A recent post from cybernews.com, says several routers sold by large US retailers, have backdoors. They further show evidence of exploit attempts coming from China, saying:
Basically, the first IP address you see there – 222.141.xx.xxx, which comes from China – was trying to upload a malicious file on the router using the vulnerabilities. When we checked this file, we saw that it contained the Mirai malware – a malicious script that connects the router to the Mirai botnet. (from Walmart-exclusive router and others sold on Amazon & eBay contain hidden backdoors to control devices)
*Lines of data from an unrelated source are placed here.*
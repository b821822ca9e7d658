// Copyright 2026 the Weft Authors
// SPDX-License-Identifier: Apache-2.0 OR MIT

//! Render pass errors.

use core::fmt;

use crate::fiber::FiberId;

/// Errors that abort a render pass.
///
/// An aborted pass never touches the committed tree. The root's `current`
/// pointer stays as it was and `finished_work` is left empty, so the
/// partially built work-in-progress nodes are never committed.
#[derive(Clone, Debug, PartialEq, Eq)]
pub enum RenderError {
    /// The host root reached begin-work without an update queue.
    MissingUpdateQueue(FiberId),
    /// A component called a different number of hooks than on its previous
    /// render.
    HookCountChanged {
        /// Display name of the component.
        component: &'static str,
        /// Hooks called on the previous render.
        previous: usize,
        /// Hooks called on this render.
        rendered: usize,
    },
    /// A component called a different kind of hook, or a hook with a
    /// different state type, at the same position as on its previous render.
    HookTypeChanged {
        /// Display name of the component.
        component: &'static str,
        /// Zero-based position of the hook in call order.
        index: usize,
    },
    /// Updates kept scheduling further passes within a single flush.
    NestedUpdateLimit {
        /// The configured limit that was exceeded.
        limit: u32,
    },
}

impl fmt::Display for RenderError {
    fn fmt(&self, f: &mut fmt::Formatter<'_>) -> fmt::Result {
        match self {
            Self::MissingUpdateQueue(id) => {
                write!(f, "host root {id:?} has no update queue")
            }
            Self::HookCountChanged {
                component,
                previous,
                rendered,
            } => write!(
                f,
                "{component} rendered {rendered} hooks but {previous} on the previous render"
            ),
            Self::HookTypeChanged { component, index } => {
                write!(f, "{component} changed the kind or type of hook #{index}")
            }
            Self::NestedUpdateLimit { limit } => {
                write!(f, "more than {limit} nested render passes in one flush")
            }
        }
    }
}

impl core::error::Error for RenderError {}
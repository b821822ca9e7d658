// Copyright 2026 the Weft Authors
// SPDX-License-Identifier: Apache-2.0 OR MIT

//! Fiber tree data model.
//!
//! A *fiber* is the persistent unit of work for one position in the UI tree.
//! Each fiber has:
//!
//! - An identity ([`FiberId`]), a generational handle that becomes stale
//!   when the fiber's slot is reclaimed.
//! - A kind ([`WorkTag`]) plus the element `type` and `key` it was created
//!   from, and an opaque host handle (`state_node`, a [`HostToken`]).
//! - Topology: `return` (parent), first-child and sibling links forming an
//!   ordered multi-ary tree without child collections.
//! - Content: `pending_props` for the pass in flight, `memoized_props` and
//!   `memoized_state` from the last pass that rendered it, and an optional
//!   ring [`UpdateQueue`](crate::update_queue::UpdateQueue).
//! - Effects: `flags` and `subtree_flags` (see [`flags`](crate::flags)).
//!
//! Fibers are stored in struct-of-arrays layout with index-based handles.
//!
//! # Double buffering
//!
//! A tree position is represented by at most two fibers at once: the
//! committed *current* fiber and its *alternate*, the work-in-progress fiber
//! the next pass builds into. The two are linked through the `alternate`
//! field in both directions and never chain further.
//! [`FiberStore::create_work_in_progress`] allocates the alternate on first
//! use and recycles it on every later pass, so readers of the current tree
//! are never handed a half-built node while a new tree is assembled.

mod id;
mod store;
mod traverse;

pub use id::{FiberId, HostToken, INVALID};
pub use store::{FiberStore, MemoizedState, WorkTag};
pub use traverse::{Ancestors, Children, Descendants};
This is one data point, but there are likely more. To understand this better, we want to find where other probes and exploit attempts may come from. This will help us to understand the threat intelligence value and improve our understanding of the risk. This is a question well suited for our Pure Signal cyber reconnaissance offering.
For this query question, we’ll use our URLs data to look for matching patterns. Based on the story linked above, we use the following wildcard pattern in our URLs data:
This query pattern is less specific than the URL shown in the story. We want to see both the specific pattern the story mentions, as well as other similar patterns.
PATTERNS AND OBSERVATIONS
In our matching data, we see several mistakes and patterns. Some example mistakes that the scanners are making include:
Using a Host: field of “N”.
Using a Host: field of “onion.test”.
Using RFC1918 addresses in the second stage download URL.
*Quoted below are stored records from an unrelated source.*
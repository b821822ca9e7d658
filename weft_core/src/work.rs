// Copyright 2026 the Weft Authors
// SPDX-License-Identifier: Apache-2.0 OR MIT

//! Render-phase traversal.
//!
//! A render pass walks the work-in-progress tree depth-first with an explicit
//! cursor ([`WorkLoop`]) instead of recursion:
//!
//! 1. **Begin** the unit under the cursor ([`begin_work`]). Its kind decides
//!    where its children come from; they are reconciled and the first child
//!    is returned.
//! 2. If there is a child, move the cursor to it.
//! 3. Otherwise **complete** the unit ([`complete_work`]) and move to its
//!    sibling. Without a sibling, walk up through `return`, completing each
//!    ancestor, until a sibling is found or the root completes.
//!
//! Completion runs strictly after all of a fiber's descendants completed, so
//! [`bubble_properties`] always sees final child flags.

use alloc::rc::Rc;

use crate::element::{ElementType, Node};
use crate::error::RenderError;
use crate::fiber::{FiberId, FiberStore, WorkTag};
use crate::flags::FiberFlags;
use crate::hooks::{ScheduleHandle, render_with_hooks};
use crate::reconcile::reconcile_children;
use crate::trace::Tracer;
#[cfg(feature = "trace-rich")]
use crate::trace::{UnitEvent, UnitPhase};

/// Borrowed state shared by every unit of work in one pass.
pub struct RenderPass<'a, 't> {
    store: &'a mut FiberStore,
    schedule: &'a ScheduleHandle,
    tracer: &'a mut Tracer<'t>,
    units_of_work: u32,
}

impl core::fmt::Debug for RenderPass<'_, '_> {
    fn fmt(&self, f: &mut core::fmt::Formatter<'_>) -> core::fmt::Result {
        f.debug_struct("RenderPass")
            .field("units_of_work", &self.units_of_work)
            .finish_non_exhaustive()
    }
}

impl<'a, 't> RenderPass<'a, 't> {
    /// Creates a pass over `store`.
    ///
    /// Hook dispatchers created during the pass report to `schedule`.
    pub fn new(
        store: &'a mut FiberStore,
        schedule: &'a ScheduleHandle,
        tracer: &'a mut Tracer<'t>,
    ) -> Self {
        Self {
            store,
            schedule,
            tracer,
            units_of_work: 0,
        }
    }

    /// Returns the store being rendered into.
    #[must_use]
    pub fn store(&self) -> &FiberStore {
        self.store
    }

    /// Returns the number of fibers begun so far.
    #[must_use]
    pub fn units_of_work(&self) -> u32 {
        self.units_of_work
    }
}

/// Performs the begin half of a unit of work and returns `wip`'s new first
/// child.
///
/// `current` is the committed version of `wip` (its alternate), or `None`
/// while mounting. On success `pending_props` become `memoized_props`.
///
/// # Errors
///
/// Propagates update queue and hook errors; see [`RenderError`].
pub fn begin_work(
    pass: &mut RenderPass<'_, '_>,
    current: Option<FiberId>,
    wip: FiberId,
) -> Result<Option<FiberId>, RenderError> {
    pass.units_of_work += 1;
    let store = &mut *pass.store;
    let tag = store.tag(wip);
    let child = match tag {
        WorkTag::HostRoot => {
            store.process_update_queue(wip)?;
            let node = store
                .memoized_state(wip)
                .element()
                .cloned()
                .unwrap_or_default();
            reconcile_children(store, current, wip, &node, pass.tracer)
        }
        WorkTag::HostComponent => {
            let node = store
                .pending_props(wip)
                .map(|props| props.children().clone())
                .unwrap_or_default();
            reconcile_children(store, current, wip, &node, pass.tracer)
        }
        WorkTag::FunctionComponent => {
            let props = store.pending_props(wip).cloned().unwrap_or_default();
            let node = match store.element_type(wip).cloned() {
                Some(ElementType::Component(component)) => {
                    render_with_hooks(store, wip, &component, &props, pass.schedule)?
                }
                // A bare fiber created without a component renders nothing.
                _ => Node::Empty,
            };
            reconcile_children(store, current, wip, &node, pass.tracer)
        }
        WorkTag::HostText => None,
    };
    store.memoize_pending_props(wip);

    #[cfg(feature = "trace-rich")]
    pass.tracer.unit(&UnitEvent {
        fiber: wip,
        tag,
        phase: UnitPhase::Begin,
        flags: store.flags(wip),
    });

    Ok(child)
}

/// Performs the complete half of a unit of work.
///
/// Aggregates child flags into `wip`'s `subtree_flags` for every kind. Host
/// and text fibers that already exist in the committed tree additionally get
/// [`FiberFlags::UPDATE`] when their own content changed: attributes for a
/// host fiber (its children are fibers of their own), the text for a text
/// fiber.
pub fn complete_work(store: &mut FiberStore, current: Option<FiberId>, wip: FiberId) {
    let tag = store.tag(wip);
    if let (Some(current), WorkTag::HostComponent | WorkTag::HostText) = (current, tag) {
        let changed = match (store.memoized_props(current), store.memoized_props(wip)) {
            (Some(old), Some(new)) if Rc::ptr_eq(old, new) => false,
            (Some(old), Some(new)) if tag == WorkTag::HostComponent => !old.same_attrs(new),
            (Some(old), Some(new)) => old != new,
            (old, new) => old.is_some() != new.is_some(),
        };
        if changed {
            store.insert_flags(wip, FiberFlags::UPDATE);
        }
    }
    bubble_properties(store, wip);
}

/// Sets `wip`'s `subtree_flags` to the OR of `flags | subtree_flags` over its
/// direct children.
pub fn bubble_properties(store: &mut FiberStore, wip: FiberId) {
    let subtree_flags = store
        .children(wip)
        .fold(FiberFlags::empty(), |acc, child| {
            acc | store.flags(child) | store.subtree_flags(child)
        });
    store.set_subtree_flags(wip, subtree_flags);
}

/// Resumable depth-first cursor over a work-in-progress tree.
#[derive(Clone, Copy, Debug)]
pub struct WorkLoop {
    root: FiberId,
    next_unit: Option<FiberId>,
}

impl WorkLoop {
    /// Starts a traversal at the work-in-progress host root.
    #[must_use]
    pub fn new(root: FiberId) -> Self {
        Self {
            root,
            next_unit: Some(root),
        }
    }

    /// Returns the fiber the next [`step`](Self::step) will begin.
    #[must_use]
    pub fn next_unit(&self) -> Option<FiberId> {
        self.next_unit
    }

    /// Returns whether the root has completed.
    #[must_use]
    pub fn is_done(&self) -> bool {
        self.next_unit.is_none()
    }

    /// Performs one unit of work.
    ///
    /// Returns `Ok(true)` while work remains.
    ///
    /// # Errors
    ///
    /// Propagates [`begin_work`] errors. The cursor is left on the failing
    /// unit.
    pub fn step(&mut self, pass: &mut RenderPass<'_, '_>) -> Result<bool, RenderError> {
        let Some(unit) = self.next_unit else {
            return Ok(false);
        };
        let current = pass.store.alternate(unit);
        match begin_work(pass, current, unit)? {
            Some(child) => self.next_unit = Some(child),
            None => self.complete_unit_of_work(pass, unit),
        }
        Ok(self.next_unit.is_some())
    }

    /// Runs [`step`](Self::step) until the root completes.
    ///
    /// # Errors
    ///
    /// Stops at the first error.
    pub fn run(&mut self, pass: &mut RenderPass<'_, '_>) -> Result<(), RenderError> {
        while self.step(pass)? {}
        Ok(())
    }

    fn complete_unit_of_work(&mut self, pass: &mut RenderPass<'_, '_>, unit: FiberId) {
        let mut completed = unit;
        loop {
            let current = pass.store.alternate(completed);
            complete_work(pass.store, current, completed);

            #[cfg(feature = "trace-rich")]
            pass.tracer.unit(&UnitEvent {
                fiber: completed,
                tag: pass.store.tag(completed),
                phase: UnitPhase::Complete,
                flags: pass.store.flags(completed),
            });

            if completed == self.root {
                self.next_unit = None;
                return;
            }
            if let Some(sibling) = pass.store.sibling(completed) {
                self.next_unit = Some(sibling);
                return;
            }
            match pass.store.return_fiber(completed) {
                Some(parent) => completed = parent,
                None => {
                    self.next_unit = None;
                    return;
                }
            }
        }
    }
}

#[cfg(test)]
mod tests {
    use alloc::string::String;
    use alloc::vec::Vec;

    use super::*;
    use crate::element::{Component, Element, Props, TextContent};
    use crate::fiber::HostToken;
    use crate::update_queue::{UpdateAction, create_update};

    /// Builds a committed-looking root and its work-in-progress with `node`
    /// queued as the root element.
    fn root_with(store: &mut FiberStore, node: Node) -> (FiberId, FiberId) {
        let current = store.create_host_root_fiber(HostToken(0));
        store.initialize_update_queue(current);
        store.enqueue_update(current, create_update(UpdateAction::Replace(node)));
        let wip = store.create_work_in_progress(current, None);
        (current, wip)
    }

    #[test]
    fn bubbling_is_the_or_over_direct_children() {
        let mut store = FiberStore::new();
        let parent = store.create_fiber(WorkTag::HostComponent, None, None);
        let child = store.create_fiber(WorkTag::HostText, None, None);
        store.set_child(parent, Some(child));
        store.attach_only_child(parent, child);
        store.insert_flags(child, FiberFlags::PLACEMENT);
        store.set_subtree_flags(child, FiberFlags::UPDATE);
        store.insert_flags(parent, FiberFlags::UPDATE);

        bubble_properties(&mut store, parent);
        assert_eq!(
            store.subtree_flags(parent),
            FiberFlags::PLACEMENT | FiberFlags::UPDATE
        );
        assert_eq!(store.flags(parent), FiberFlags::UPDATE, "own flags untouched");
    }

    #[test]
    fn bubbling_a_leaf_clears_subtree_flags() {
        let mut store = FiberStore::new();
        let leaf = store.create_fiber(WorkTag::HostText, None, None);
        store.set_subtree_flags(leaf, FiberFlags::UPDATE);
        bubble_properties(&mut store, leaf);
        assert_eq!(store.subtree_flags(leaf), FiberFlags::empty());
    }

    #[test]
    fn root_without_queue_aborts() {
        let mut store = FiberStore::new();
        let current = store.create_host_root_fiber(HostToken(0));
        let wip = store.create_work_in_progress(current, None);
        let schedule = ScheduleHandle::default();
        let mut tracer = Tracer::none();
        let mut pass = RenderPass::new(&mut store, &schedule, &mut tracer);
        let mut work = WorkLoop::new(wip);
        assert_eq!(
            work.run(&mut pass),
            Err(RenderError::MissingUpdateQueue(wip))
        );
        assert_eq!(work.next_unit(), Some(wip));
    }

    #[test]
    fn loop_visits_depth_first_and_completes_at_root() {
        let mut store = FiberStore::new();
        let tree = Element::host("div").with_children(Element::host("span").with_children("hi"));
        let (_, wip) = root_with(&mut store, tree.into());

        let schedule = ScheduleHandle::default();
        let mut tracer = Tracer::none();
        let mut pass = RenderPass::new(&mut store, &schedule, &mut tracer);
        let mut work = WorkLoop::new(wip);
        let mut begun = Vec::new();
        while let Some(unit) = work.next_unit() {
            begun.push(pass.store().tag(unit));
            work.step(&mut pass).unwrap();
        }
        assert!(work.is_done());
        assert_eq!(pass.units_of_work(), 4);
        assert_eq!(
            begun,
            [
                WorkTag::HostRoot,
                WorkTag::HostComponent,
                WorkTag::HostComponent,
                WorkTag::HostText
            ]
        );

        let div = store.child(wip).unwrap();
        let span = store.child(div).unwrap();
        let text = store.child(span).unwrap();
        assert_eq!(store.text(text), Some(&TextContent::Str("hi".into())));
        assert_eq!(store.flags(div), FiberFlags::PLACEMENT);
        assert_eq!(store.flags(span), FiberFlags::empty());
        assert_eq!(store.subtree_flags(wip), FiberFlags::PLACEMENT);
        assert_eq!(store.subtree_flags(div), FiberFlags::empty());
    }

    #[test]
    fn function_component_output_is_reconciled() {
        let greet = Component::new("Greet", |props, _| {
            Element::host("p")
                .with_children(String::from(props.str("name").unwrap_or("nobody")))
                .into()
        });
        let mut store = FiberStore::new();
        let (_, wip) = root_with(
            &mut store,
            Element::component(&greet).with_prop("name", "weft").into(),
        );
        let schedule = ScheduleHandle::default();
        let mut tracer = Tracer::none();
        WorkLoop::new(wip)
            .run(&mut RenderPass::new(&mut store, &schedule, &mut tracer))
            .unwrap();

        let component = store.child(wip).unwrap();
        assert_eq!(store.tag(component), WorkTag::FunctionComponent);
        let p = store.child(component).unwrap();
        let text = store.child(p).unwrap();
        assert_eq!(store.text(text), Some(&TextContent::Str("weft".into())));
    }

    #[test]
    fn changed_props_on_existing_host_fiber_flag_update() {
        let mut store = FiberStore::new();
        let current = store.create_fiber_from_element(&Element::host("span").with_prop("id", 1));
        store.memoize_pending_props(current);
        let wip = store.create_work_in_progress(
            current,
            Some(Rc::new(Props::new().with("id", 2))),
        );
        store.memoize_pending_props(wip);

        complete_work(&mut store, Some(current), wip);
        assert!(store.flags(wip).contains(FiberFlags::UPDATE));
    }

    #[test]
    fn unchanged_props_do_not_flag_update() {
        let mut store = FiberStore::new();
        let el = Element::host("span").with_prop("id", 1);
        let current = store.create_fiber_from_element(&el);
        store.memoize_pending_props(current);
        let wip = store.create_work_in_progress(current, Some(Rc::new((*el.props).clone())));
        store.memoize_pending_props(wip);

        complete_work(&mut store, Some(current), wip);
        assert_eq!(store.flags(wip), FiberFlags::empty());
    }

    #[test]
    fn new_children_alone_do_not_flag_host_update() {
        let mut store = FiberStore::new();
        let el = Element::host("p").with_prop("id", 1).with_children("a");
        let current = store.create_fiber_from_element(&el);
        store.memoize_pending_props(current);
        let wip = store.create_work_in_progress(
            current,
            Some(Rc::new(Props::new().with("id", 1).with_children("b"))),
        );
        store.memoize_pending_props(wip);

        complete_work(&mut store, Some(current), wip);
        assert_eq!(store.flags(wip), FiberFlags::empty());
    }
}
We also see scanning rates increase dramatically after the Cybernews.com story ran. We see twice as many scans in the last 18 days (November 23 to December 11) versus the 73 days prior to November 23.
MORE THAN CHINA
Taking our results and using our IP to ASN community service, we see the top 10 scanning ASes scanning for a matching URL pattern:
8452 TE-AS TE-AS, EG
4766 KIXS-AS-KR Korea Telecom, KR
52363 Jumpnet Soluciones de Internet S.R.L., AR
17488 HATHWAY-NET-AP Hathway IP Over Cable Internet, IN
44257 TNGS-SOUTH, RU
133696 FASTWAY-AS Fastway Transmission Private Limited, IN
17465 ASIANET Cable ISP in India, IN
9829 BSNL-NIB National Internet Backbone, IN
4134 CHINANET-BACKBONE No.31,Jin-rong Street, CN
4837 CHINA169-BACKBONE CHINA UNICOM China169 Backbone, CN
In all, we see a total of 422 distinct ASes originating scans for that match our URL pattern.
Looking at this a different way, we see scanning distribution from GeoIP data based on the source IP. We show this mapped below.
Distribution of sources
Context is always key to understanding threat vectors. Here, we show several bits of added context to the original story. None of this adds up to attribution or speaks to intention. This is not our goal.
We can conclude that scanning is quite active. Vulnerable routers will likely get exploited very soon after coming online. If you have a device vulnerable to this issue, please secure it from public Internet access.